▶ [Task brief]: Would you tally how many lines in the records include the word "nativa"? Reply with the number only.
** Records for the exercise follows **
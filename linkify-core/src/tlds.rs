//! # Listas de Domínios de Topo (TLDs)
//!
//! Subconjunto da lista da IANA: todos os domínios de código de país e os
//! genéricos mais comuns, além de TLDs internacionalizados (IDN) em escrita nativa.
//! As listas estão em ordem alfabética; o construtor de cadeias compartilha prefixos
//! entre elas (ex: `co`, `com`, `community`).

/// TLDs ASCII.
pub const TLDS: &[&str] = &[
    "aaa", "abb", "abc", "ac", "academy", "accountant", "accountants", "actor", "ad", "adult",
    "ae", "aero", "af", "ag", "agency", "ai", "airforce", "al", "am", "amazon",
    "ao", "apartments", "app", "apple", "aq", "ar", "archi", "army", "arpa", "art",
    "as", "asia", "associates", "at", "attorney", "au", "auction", "audio", "auto", "autos",
    "aw", "ax", "az", "ba", "baby", "band", "bank", "bar", "barcelona", "bargains",
    "baseball", "basketball", "bb", "bd", "be", "beauty", "beer", "berlin", "best", "bet",
    "bf", "bg", "bh", "bi", "bible", "bid", "bike", "bingo", "bio", "biz",
    "bj", "black", "blackfriday", "blog", "blue", "bm", "bn", "bo", "boats", "bond",
    "boo", "book", "boston", "boutique", "box", "br", "broker", "brussels", "bs", "bt",
    "build", "builders", "business", "buzz", "bv", "bw", "by", "bz", "ca", "cab",
    "cafe", "cam", "camera", "camp", "capital", "car", "cards", "care", "career", "careers",
    "cars", "casa", "cash", "casino", "cat", "catering", "cc", "cd", "center", "ceo",
    "cf", "cg", "ch", "charity", "chat", "cheap", "church", "ci", "city", "ck",
    "cl", "claims", "cleaning", "click", "clinic", "clothing", "cloud", "club", "cm", "cn",
    "co", "coach", "codes", "coffee", "college", "com", "community", "company", "computer", "condos",
    "construction", "consulting", "contractors", "cooking", "cool", "coop", "country", "coupons", "courses", "cr",
    "credit", "creditcard", "cricket", "cruises", "cu", "cv", "cw", "cx", "cy", "cz",
    "dance", "data", "date", "dating", "day", "de", "deals", "degree", "delivery", "democrat",
    "dental", "dentist", "design", "dev", "diamonds", "diet", "digital", "direct", "directory", "discount",
    "dj", "dk", "dm", "do", "doctor", "dog", "domains", "download", "dz", "earth",
    "ec", "eco", "edu", "education", "ee", "eg", "email", "energy", "engineer", "engineering",
    "enterprises", "equipment", "er", "es", "estate", "et", "eu", "events", "exchange", "expert",
    "exposed", "express", "fail", "faith", "family", "fan", "fans", "farm", "fashion", "fi",
    "film", "finance", "financial", "fish", "fitness", "fj", "fk", "flights", "florist", "flowers",
    "fm", "fo", "football", "forsale", "foundation", "fr", "free", "fun", "fund", "furniture",
    "futbol", "fyi", "ga", "gallery", "game", "games", "garden", "gay", "gb", "gd",
    "ge", "gf", "gg", "gh", "gi", "gift", "gifts", "gives", "gl", "glass",
    "global", "gm", "gmbh", "gn", "gold", "golf", "google", "gov", "gp", "gq",
    "gr", "graphics", "gratis", "green", "gripe", "group", "gs", "gt", "gu", "guide",
    "guitars", "guru", "gw", "gy", "hair", "health", "healthcare", "help", "hiphop", "hk",
    "hm", "hn", "hockey", "holdings", "holiday", "homes", "horse", "hospital", "host", "hosting",
    "house", "how", "hr", "ht", "hu", "id", "ie", "il", "im", "immo",
    "in", "inc", "industries", "info", "ink", "institute", "insure", "int", "international", "investments",
    "io", "iq", "ir", "irish", "is", "it", "je", "jetzt", "jewelry", "jm",
    "jo", "jobs", "jp", "juegos", "kaufen", "ke", "kg", "kh", "ki", "kim",
    "kitchen", "km", "kn", "kp", "kr", "kw", "ky", "kz", "la", "land",
    "lat", "law", "lawyer", "lb", "lc", "lease", "legal", "lgbt", "li", "life",
    "lighting", "limited", "limo", "link", "live", "lk", "llc", "loan", "loans", "lol",
    "london", "love", "lr", "ls", "lt", "ltd", "lu", "luxury", "lv", "ly",
    "ma", "maison", "management", "market", "marketing", "mba", "mc", "md", "me", "media",
    "memorial", "men", "menu", "mg", "mh", "mil", "mk", "ml", "mm", "mn",
    "mo", "mobi", "moda", "moe", "money", "mortgage", "mov", "movie", "mp", "mq",
    "mr", "ms", "mt", "mu", "museum", "music", "mv", "mw", "mx", "my",
    "mz", "na", "name", "navy", "nc", "ne", "net", "network", "news", "nf",
    "ng", "ni", "ninja", "nl", "no", "np", "nr", "nu", "nyc", "nz",
    "observer", "office", "om", "one", "onl", "online", "ooo", "org", "organic", "pa",
    "page", "paris", "partners", "parts", "party", "pe", "pet", "pf", "pg", "ph",
    "photo", "photography", "photos", "pics", "pictures", "pink", "pizza", "pk", "pl", "place",
    "plumbing", "plus", "pm", "pn", "poker", "porn", "pr", "press", "pro", "productions",
    "properties", "property", "ps", "pt", "pub", "pw", "py", "qa", "quest", "radio",
    "re", "realestate", "recipes", "red", "rehab", "reise", "reisen", "rent", "rentals", "repair",
    "report", "republican", "rest", "restaurant", "review", "reviews", "rich", "rip", "ro", "rocks",
    "rs", "ru", "run", "rw", "sa", "sale", "salon", "sarl", "sb", "sc",
    "school", "schule", "science", "sd", "se", "security", "services", "sex", "sexy", "sg",
    "sh", "shoes", "shop", "shopping", "show", "si", "singles", "site", "sj", "sk",
    "ski", "sl", "sm", "sn", "so", "soccer", "social", "software", "solar", "solutions",
    "space", "sport", "sr", "ss", "st", "store", "stream", "studio", "study", "style",
    "su", "sucks", "supplies", "supply", "support", "surf", "surgery", "sv", "sx", "sy",
    "systems", "sz", "tattoo", "tax", "taxi", "tc", "td", "team", "tech", "technology",
    "tel", "tennis", "tf", "tg", "th", "theater", "tickets", "tips", "tires", "tj",
    "tk", "tl", "tm", "tn", "to", "today", "tools", "top", "tours", "town",
    "toys", "tr", "trade", "trading", "training", "travel", "tt", "tube", "tv", "tw",
    "tz", "ua", "ug", "uk", "university", "uno", "us", "uy", "uz", "va",
    "vacations", "vc", "ve", "vegas", "ventures", "vet", "vg", "vi", "viajes", "video",
    "villas", "vin", "vip", "vision", "vn", "vodka", "vote", "voting", "voyage", "vu",
    "wang", "watch", "webcam", "website", "wedding", "wf", "wiki", "win", "wine", "work",
    "works", "world", "ws", "wtf", "xxx", "xyz", "ye", "yoga", "yt", "za",
    "zm", "zone", "zw",
];

/// TLDs Unicode (IDN) em escrita nativa.
pub const UTLDS: &[&str] = &[
    "ελ", "бг", "бел", "дети", "ею", "католик",
    "ком", "мкд", "мон", "москва", "онлайн", "орг",
    "рус", "рф", "сайт", "срб", "укр", "қаз",
    "հայ", "קום", "ابوظبي", "ارامكو", "الاردن", "البحرين",
    "الجزائر", "السعودية", "المغرب", "امارات", "ایران", "بازار",
    "بھارت", "تونس", "سودان", "شبكة", "عمان", "فلسطين",
    "قطر", "كوم", "مصر", "موقع", "भारत", "संगठन",
    "বাংলা", "ভারত", "ਭਾਰਤ", "ભારત", "இந்தியா", "இலங்கை",
    "சிங்கப்பூர்", "భారత్", "ලංකා", "ไทย", "გე", "みんな",
    "コム", "ストア", "セール", "世界", "中信", "中国",
    "中國", "中文网", "企业", "佛山", "公司", "公益",
    "台湾", "台灣", "商城", "商标", "在线", "大拿",
    "娱乐", "广东", "我爱你", "手机", "政务", "新加坡",
    "时尚", "机构", "游戏", "澳門", "移动", "网址",
    "网络", "香港", "닷넷", "닷컴", "삼성", "한국",
];

#[cfg(test)]
mod tests {
    use super::*;

    #[test]
    fn test_tlds_are_sorted_and_unique() {
        for pair in TLDS.windows(2) {
            assert!(pair[0] < pair[1], "fora de ordem: {} >= {}", pair[0], pair[1]);
        }
    }

    #[test]
    fn test_tlds_are_lowercase_ascii() {
        assert!(TLDS
            .iter()
            .all(|t| t.chars().all(|c| c.is_ascii_lowercase())));
        assert!(UTLDS.iter().all(|t| !t.is_ascii()));
    }

    #[test]
    fn test_common_entries_present() {
        for tld in ["com", "co", "br", "org", "io", "dev"] {
            assert!(TLDS.contains(&tld), "faltando {}", tld);
        }
    }
}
** End of Records for the exercise **
▶ [Exercise output]: 2